NEW YORK: Elon Musk asked a US judge to throw out a lawsuit claiming that his delayed disclosure of a large stake in Twitter defrauded shareholders who sold Twitter stock at artificially low prices because they were kept in the dark.
In the federal court case in Manhattan, investors accused Musk, who bought Twitter for US$44 billion in October, of waiting 11 days past a US Securities and Exchange Commission deadline the previous March to disclose he had bought 5 per cent of its stock.

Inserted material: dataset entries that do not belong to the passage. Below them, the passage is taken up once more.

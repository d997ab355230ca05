//! Virtual address-space trackers.
//!
//! A tracker knows which pages of a virtual window are reserved. The kernel
//! owns one for its heap window at [`KERNEL_HEAP_START`]; every user task owns
//! one starting at [`USER_VADDR_START`].

use core::fmt;
use kernel_bitmap::Bitmap;
use kernel_info::layout::USER_VSPACE_PAGES;
use kernel_info::memory::{KERNEL_HEAP_START, PAGE_SIZE, USER_STACK_TOP, USER_VADDR_START};
use kernel_memory_addresses::{Size4K, VirtualAddress};

/// Reservation state of a virtual window, one bit per page.
pub struct VirtualTracker<'a> {
    base: VirtualAddress,
    bitmap: Bitmap<'a>,
    /// Reservations must end at or below this address.
    ceiling: Option<VirtualAddress>,
}

impl<'a> VirtualTracker<'a> {
    /// Bytes of storage a user task's tracker needs.
    pub const USER_STORAGE_BYTES: usize = Bitmap::bytes_for(USER_VSPACE_PAGES as usize);

    /// A tracker spanning `pages` pages from `base`, all free.
    ///
    /// # Panics
    /// If `base` is not page-aligned or `storage` is too short.
    pub fn new(base: VirtualAddress, pages: u32, storage: &'a mut [u8]) -> Self {
        assert!(base.is_aligned::<Size4K>(), "tracker base {base} not page-aligned");
        Self {
            base,
            bitmap: Bitmap::new(storage, pages as usize),
            ceiling: None,
        }
    }

    /// The kernel heap window tracker.
    pub fn kernel(pages: u32, storage: &'a mut [u8]) -> Self {
        Self::new(KERNEL_HEAP_START, pages, storage)
    }

    /// A user task's tracker. The page below [`USER_STACK_TOP`] is left to
    /// the initial user stack.
    pub fn user(storage: &'a mut [u8]) -> Self {
        Self {
            ceiling: Some(VirtualAddress::new(USER_STACK_TOP - PAGE_SIZE)),
            ..Self::new(USER_VADDR_START, USER_VSPACE_PAGES, storage)
        }
    }

    #[inline]
    #[must_use]
    pub const fn base(&self) -> VirtualAddress {
        self.base
    }

    /// Number of pages in the window.
    #[inline]
    #[must_use]
    pub const fn pages(&self) -> u32 {
        self.bitmap.len() as u32
    }

    /// `true` if `va` lies inside the window.
    #[must_use]
    pub const fn contains(&self, va: VirtualAddress) -> bool {
        match va.checked_offset_from(self.base) {
            Some(offset) => offset / PAGE_SIZE < self.pages(),
            None => false,
        }
    }

    fn index_of(&self, va: VirtualAddress) -> usize {
        assert!(
            self.contains(va),
            "{va} is outside the tracked window starting at {}",
            self.base
        );
        ((va.as_u32() - self.base.as_u32()) / PAGE_SIZE) as usize
    }

    /// Reserve `pages` contiguous pages, first fit.
    ///
    /// # Panics
    /// If the run would reach past the ceiling of a user tracker.
    pub fn reserve(&mut self, pages: u32) -> Option<VirtualAddress> {
        let index = self.bitmap.scan(pages as usize)?;
        let start = self.base + index as u32 * PAGE_SIZE;
        if let Some(ceiling) = self.ceiling {
            let end = start.as_u32() + pages * PAGE_SIZE;
            assert!(
                end <= ceiling.as_u32(),
                "reservation {start}+{pages} pages reaches into the user stack page"
            );
        }
        self.bitmap.set_range(index, pages as usize);
        Some(start)
    }

    /// Release the run of `pages` pages starting at `va`.
    ///
    /// # Panics
    /// If any page of the run is outside the window or not reserved.
    pub fn release(&mut self, va: VirtualAddress, pages: u32) {
        let first = self.index_of(va);
        for index in first..first + pages as usize {
            assert!(
                self.bitmap.test(index),
                "releasing {} which is not reserved",
                self.base + index as u32 * PAGE_SIZE
            );
            self.bitmap.clear(index);
        }
    }

    /// Reserve the page containing an externally chosen `va`.
    ///
    /// Returns whether the page was free before.
    ///
    /// # Panics
    /// If `va` is outside the window.
    pub fn mark(&mut self, va: VirtualAddress) -> bool {
        let index = self.index_of(va);
        let was_free = !self.bitmap.test(index);
        self.bitmap.set(index);
        was_free
    }

    /// `true` if the page containing `va` is reserved.
    ///
    /// # Panics
    /// If `va` is outside the window.
    #[must_use]
    pub fn is_reserved(&self, va: VirtualAddress) -> bool {
        self.bitmap.test(self.index_of(va))
    }

    #[must_use]
    pub fn reserved_pages(&self) -> u32 {
        self.bitmap.count_set() as u32
    }
}

impl fmt::Debug for VirtualTracker<'_> {
    fn fmt(&self, f: &mut fmt::Formatter<'_>) -> fmt::Result {
        f.debug_struct("VirtualTracker")
            .field("base", &self.base)
            .field("pages", &self.pages())
            .field("reserved", &self.reserved_pages())
            .finish_non_exhaustive()
    }
}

The shareholders said Musk saved more than US$200 million by adding to his holdings – while quietly meeting with Twitter executives about his plans for the social media company – before finally revealing a 9.2 per cent stake, cheating stock sellers and options traders out of the “true value” of their securities.
But in a Monday (Jan 30) night filing, Musk said investors in the proposed class action had no independent right to obtain damages under the SEC disclosure rule, and could not show that all class members actually relied on his silence before trading.
Musk also noted, as had the shareholders, that he had properly disclosed his stakes in electric car maker Tesla and the former SolarCity Corp at least 20 times, and even mentioned the SEC rule to Saudi Arabia’s sovereign wealth fund in 2018 when negotiating a possible investment in Tesla.